DATASET ENTRIES:

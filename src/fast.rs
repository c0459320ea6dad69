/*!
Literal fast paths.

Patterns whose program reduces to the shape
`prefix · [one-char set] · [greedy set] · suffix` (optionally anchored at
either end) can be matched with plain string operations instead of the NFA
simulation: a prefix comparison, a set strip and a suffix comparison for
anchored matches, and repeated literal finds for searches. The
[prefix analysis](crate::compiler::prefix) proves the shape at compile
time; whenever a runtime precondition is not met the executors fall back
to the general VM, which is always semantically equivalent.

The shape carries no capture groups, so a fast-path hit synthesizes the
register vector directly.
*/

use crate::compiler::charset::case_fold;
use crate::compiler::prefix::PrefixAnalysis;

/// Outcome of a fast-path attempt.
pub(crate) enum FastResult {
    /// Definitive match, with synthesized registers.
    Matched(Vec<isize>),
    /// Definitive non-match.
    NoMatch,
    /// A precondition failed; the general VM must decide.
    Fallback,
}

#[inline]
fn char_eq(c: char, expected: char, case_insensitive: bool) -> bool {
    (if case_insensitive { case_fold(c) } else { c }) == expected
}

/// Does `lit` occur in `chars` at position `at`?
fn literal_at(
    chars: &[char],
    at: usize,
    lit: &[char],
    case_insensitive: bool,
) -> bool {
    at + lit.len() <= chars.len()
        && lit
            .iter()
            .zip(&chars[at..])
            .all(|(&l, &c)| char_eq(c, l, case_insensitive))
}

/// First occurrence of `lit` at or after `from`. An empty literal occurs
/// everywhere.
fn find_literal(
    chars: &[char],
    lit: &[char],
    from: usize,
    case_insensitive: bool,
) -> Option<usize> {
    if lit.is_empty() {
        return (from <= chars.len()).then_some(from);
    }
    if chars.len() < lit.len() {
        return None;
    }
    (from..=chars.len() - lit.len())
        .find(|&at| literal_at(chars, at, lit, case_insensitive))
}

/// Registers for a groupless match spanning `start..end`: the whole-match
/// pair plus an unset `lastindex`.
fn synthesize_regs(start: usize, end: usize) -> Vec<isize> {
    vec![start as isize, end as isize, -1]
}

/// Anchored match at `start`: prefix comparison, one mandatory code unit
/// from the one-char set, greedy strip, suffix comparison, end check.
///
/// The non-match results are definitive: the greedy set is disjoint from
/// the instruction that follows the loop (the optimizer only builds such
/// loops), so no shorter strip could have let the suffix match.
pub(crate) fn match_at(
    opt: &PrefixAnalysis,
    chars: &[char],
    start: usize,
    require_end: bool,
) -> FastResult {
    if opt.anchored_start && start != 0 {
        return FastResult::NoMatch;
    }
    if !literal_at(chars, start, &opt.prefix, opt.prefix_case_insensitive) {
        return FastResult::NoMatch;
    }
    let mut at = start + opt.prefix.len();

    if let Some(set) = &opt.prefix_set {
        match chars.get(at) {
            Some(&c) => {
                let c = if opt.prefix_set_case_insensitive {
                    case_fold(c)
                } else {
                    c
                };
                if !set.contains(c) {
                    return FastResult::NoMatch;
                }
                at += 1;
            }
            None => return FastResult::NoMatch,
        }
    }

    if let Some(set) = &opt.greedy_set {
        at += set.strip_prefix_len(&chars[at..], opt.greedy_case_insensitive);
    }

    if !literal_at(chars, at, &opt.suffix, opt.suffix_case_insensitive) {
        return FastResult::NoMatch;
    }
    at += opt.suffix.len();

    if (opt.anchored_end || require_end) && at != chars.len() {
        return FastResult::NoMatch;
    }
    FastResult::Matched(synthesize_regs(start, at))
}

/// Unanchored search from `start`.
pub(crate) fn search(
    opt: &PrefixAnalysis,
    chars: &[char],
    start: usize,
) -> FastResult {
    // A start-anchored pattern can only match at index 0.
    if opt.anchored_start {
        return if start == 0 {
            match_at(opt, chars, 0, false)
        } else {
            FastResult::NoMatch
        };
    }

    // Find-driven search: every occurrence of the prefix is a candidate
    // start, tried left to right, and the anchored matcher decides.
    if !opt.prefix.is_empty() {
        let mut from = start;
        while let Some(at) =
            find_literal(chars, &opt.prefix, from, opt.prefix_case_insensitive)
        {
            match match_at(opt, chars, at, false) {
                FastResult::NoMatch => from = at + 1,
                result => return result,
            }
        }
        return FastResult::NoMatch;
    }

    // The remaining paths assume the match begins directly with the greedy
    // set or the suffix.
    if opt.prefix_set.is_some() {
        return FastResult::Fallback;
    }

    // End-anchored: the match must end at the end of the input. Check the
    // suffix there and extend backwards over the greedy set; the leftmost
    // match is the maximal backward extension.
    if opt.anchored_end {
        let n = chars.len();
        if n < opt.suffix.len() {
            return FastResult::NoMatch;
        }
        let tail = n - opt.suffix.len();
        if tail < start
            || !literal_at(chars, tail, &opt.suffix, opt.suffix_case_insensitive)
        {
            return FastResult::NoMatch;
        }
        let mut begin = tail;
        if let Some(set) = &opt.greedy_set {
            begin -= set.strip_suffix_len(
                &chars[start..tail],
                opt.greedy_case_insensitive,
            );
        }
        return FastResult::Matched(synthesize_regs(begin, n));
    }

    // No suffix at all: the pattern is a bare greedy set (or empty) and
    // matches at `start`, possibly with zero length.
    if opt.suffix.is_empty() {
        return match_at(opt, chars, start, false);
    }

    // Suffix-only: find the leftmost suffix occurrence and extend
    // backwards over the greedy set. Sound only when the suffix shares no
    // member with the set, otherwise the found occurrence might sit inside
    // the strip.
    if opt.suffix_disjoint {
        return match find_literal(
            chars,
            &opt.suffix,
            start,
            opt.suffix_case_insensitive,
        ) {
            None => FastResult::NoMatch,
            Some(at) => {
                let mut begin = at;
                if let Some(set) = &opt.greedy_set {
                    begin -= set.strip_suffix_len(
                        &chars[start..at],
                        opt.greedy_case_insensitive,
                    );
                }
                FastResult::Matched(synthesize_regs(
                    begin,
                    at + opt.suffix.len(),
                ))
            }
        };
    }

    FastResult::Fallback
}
--
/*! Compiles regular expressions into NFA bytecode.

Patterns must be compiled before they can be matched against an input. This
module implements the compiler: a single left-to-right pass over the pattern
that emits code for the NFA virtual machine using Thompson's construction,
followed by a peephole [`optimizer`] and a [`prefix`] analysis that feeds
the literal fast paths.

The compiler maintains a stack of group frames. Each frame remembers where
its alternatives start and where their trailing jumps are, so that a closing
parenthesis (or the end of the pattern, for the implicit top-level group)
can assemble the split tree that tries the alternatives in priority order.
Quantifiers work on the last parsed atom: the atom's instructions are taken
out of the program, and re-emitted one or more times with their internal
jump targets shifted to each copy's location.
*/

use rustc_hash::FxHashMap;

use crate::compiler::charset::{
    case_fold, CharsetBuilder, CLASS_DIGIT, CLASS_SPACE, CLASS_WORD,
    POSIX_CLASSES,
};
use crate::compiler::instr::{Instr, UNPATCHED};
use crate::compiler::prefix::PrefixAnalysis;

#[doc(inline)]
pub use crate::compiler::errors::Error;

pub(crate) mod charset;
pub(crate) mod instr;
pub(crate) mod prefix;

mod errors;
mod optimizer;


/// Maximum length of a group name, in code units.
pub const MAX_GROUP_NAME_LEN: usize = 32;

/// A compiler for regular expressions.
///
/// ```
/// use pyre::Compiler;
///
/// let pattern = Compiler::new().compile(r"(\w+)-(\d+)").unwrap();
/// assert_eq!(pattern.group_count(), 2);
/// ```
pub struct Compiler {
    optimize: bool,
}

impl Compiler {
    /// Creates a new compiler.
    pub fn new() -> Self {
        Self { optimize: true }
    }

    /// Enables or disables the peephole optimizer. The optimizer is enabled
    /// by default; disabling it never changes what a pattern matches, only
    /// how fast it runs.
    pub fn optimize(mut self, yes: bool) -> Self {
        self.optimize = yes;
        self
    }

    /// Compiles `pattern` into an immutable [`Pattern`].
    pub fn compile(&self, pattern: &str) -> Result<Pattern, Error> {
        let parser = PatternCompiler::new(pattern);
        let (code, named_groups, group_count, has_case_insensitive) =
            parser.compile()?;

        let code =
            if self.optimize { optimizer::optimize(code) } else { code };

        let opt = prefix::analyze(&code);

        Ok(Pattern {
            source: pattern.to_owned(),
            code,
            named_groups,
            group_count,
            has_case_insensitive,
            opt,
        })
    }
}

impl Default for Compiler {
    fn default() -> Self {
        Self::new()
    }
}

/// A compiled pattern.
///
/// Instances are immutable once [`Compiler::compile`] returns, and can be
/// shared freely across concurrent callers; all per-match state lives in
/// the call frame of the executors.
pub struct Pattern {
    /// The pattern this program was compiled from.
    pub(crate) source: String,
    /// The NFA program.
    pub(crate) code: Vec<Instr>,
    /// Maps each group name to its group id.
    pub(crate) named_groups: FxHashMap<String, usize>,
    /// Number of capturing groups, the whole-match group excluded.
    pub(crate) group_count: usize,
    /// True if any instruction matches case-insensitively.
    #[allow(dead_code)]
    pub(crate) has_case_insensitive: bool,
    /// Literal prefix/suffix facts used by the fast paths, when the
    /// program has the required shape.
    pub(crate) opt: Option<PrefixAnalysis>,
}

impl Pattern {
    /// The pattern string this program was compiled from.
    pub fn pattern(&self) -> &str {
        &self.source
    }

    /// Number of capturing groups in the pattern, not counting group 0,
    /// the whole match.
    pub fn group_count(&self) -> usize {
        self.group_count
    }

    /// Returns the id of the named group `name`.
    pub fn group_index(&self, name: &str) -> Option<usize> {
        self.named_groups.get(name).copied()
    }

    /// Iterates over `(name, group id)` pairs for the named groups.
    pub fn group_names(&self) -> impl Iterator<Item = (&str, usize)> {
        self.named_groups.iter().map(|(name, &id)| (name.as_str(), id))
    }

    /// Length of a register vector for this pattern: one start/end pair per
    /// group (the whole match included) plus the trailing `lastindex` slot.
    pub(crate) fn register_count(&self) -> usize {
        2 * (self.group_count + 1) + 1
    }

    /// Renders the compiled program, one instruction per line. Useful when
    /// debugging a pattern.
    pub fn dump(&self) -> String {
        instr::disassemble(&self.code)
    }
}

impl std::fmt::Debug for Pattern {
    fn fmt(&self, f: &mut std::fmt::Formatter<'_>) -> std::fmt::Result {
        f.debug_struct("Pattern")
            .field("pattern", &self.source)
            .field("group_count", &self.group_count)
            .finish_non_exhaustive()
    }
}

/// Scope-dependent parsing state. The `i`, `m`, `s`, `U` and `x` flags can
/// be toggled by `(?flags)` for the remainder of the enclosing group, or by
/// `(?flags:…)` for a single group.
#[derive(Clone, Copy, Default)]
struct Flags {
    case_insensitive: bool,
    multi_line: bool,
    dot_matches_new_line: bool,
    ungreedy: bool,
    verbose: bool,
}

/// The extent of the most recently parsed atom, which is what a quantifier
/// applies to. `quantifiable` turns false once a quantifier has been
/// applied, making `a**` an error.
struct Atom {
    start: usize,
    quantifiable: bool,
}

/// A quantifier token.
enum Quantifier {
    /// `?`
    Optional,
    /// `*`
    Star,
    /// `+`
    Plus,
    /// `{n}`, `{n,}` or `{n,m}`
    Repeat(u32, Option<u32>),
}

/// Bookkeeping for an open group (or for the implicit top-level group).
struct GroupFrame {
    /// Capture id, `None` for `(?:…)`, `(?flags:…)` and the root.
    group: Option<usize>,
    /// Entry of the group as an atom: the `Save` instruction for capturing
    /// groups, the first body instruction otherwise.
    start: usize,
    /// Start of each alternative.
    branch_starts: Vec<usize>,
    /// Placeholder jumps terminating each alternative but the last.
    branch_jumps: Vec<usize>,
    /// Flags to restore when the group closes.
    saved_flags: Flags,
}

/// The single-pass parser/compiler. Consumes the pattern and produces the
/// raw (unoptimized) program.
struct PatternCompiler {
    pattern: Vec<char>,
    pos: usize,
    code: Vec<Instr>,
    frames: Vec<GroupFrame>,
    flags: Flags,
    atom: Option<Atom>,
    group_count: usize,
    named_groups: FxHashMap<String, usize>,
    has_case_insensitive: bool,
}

WHAT YOU ARE ASKED TO DO: When the line with "let opt = prefix::analyze(&code);" is reached in the data above, begin copying, and stop after the line with "impl Default for"; copy each line exactly, both ends included.

YOUR SOLUTION:
        let opt = prefix::analyze(&code);

        Ok(Pattern {
            source: pattern.to_owned(),
            code,
            named_groups,
            group_count,
            has_case_insensitive,
            opt,
        })
    }
}

impl Default for Compiler {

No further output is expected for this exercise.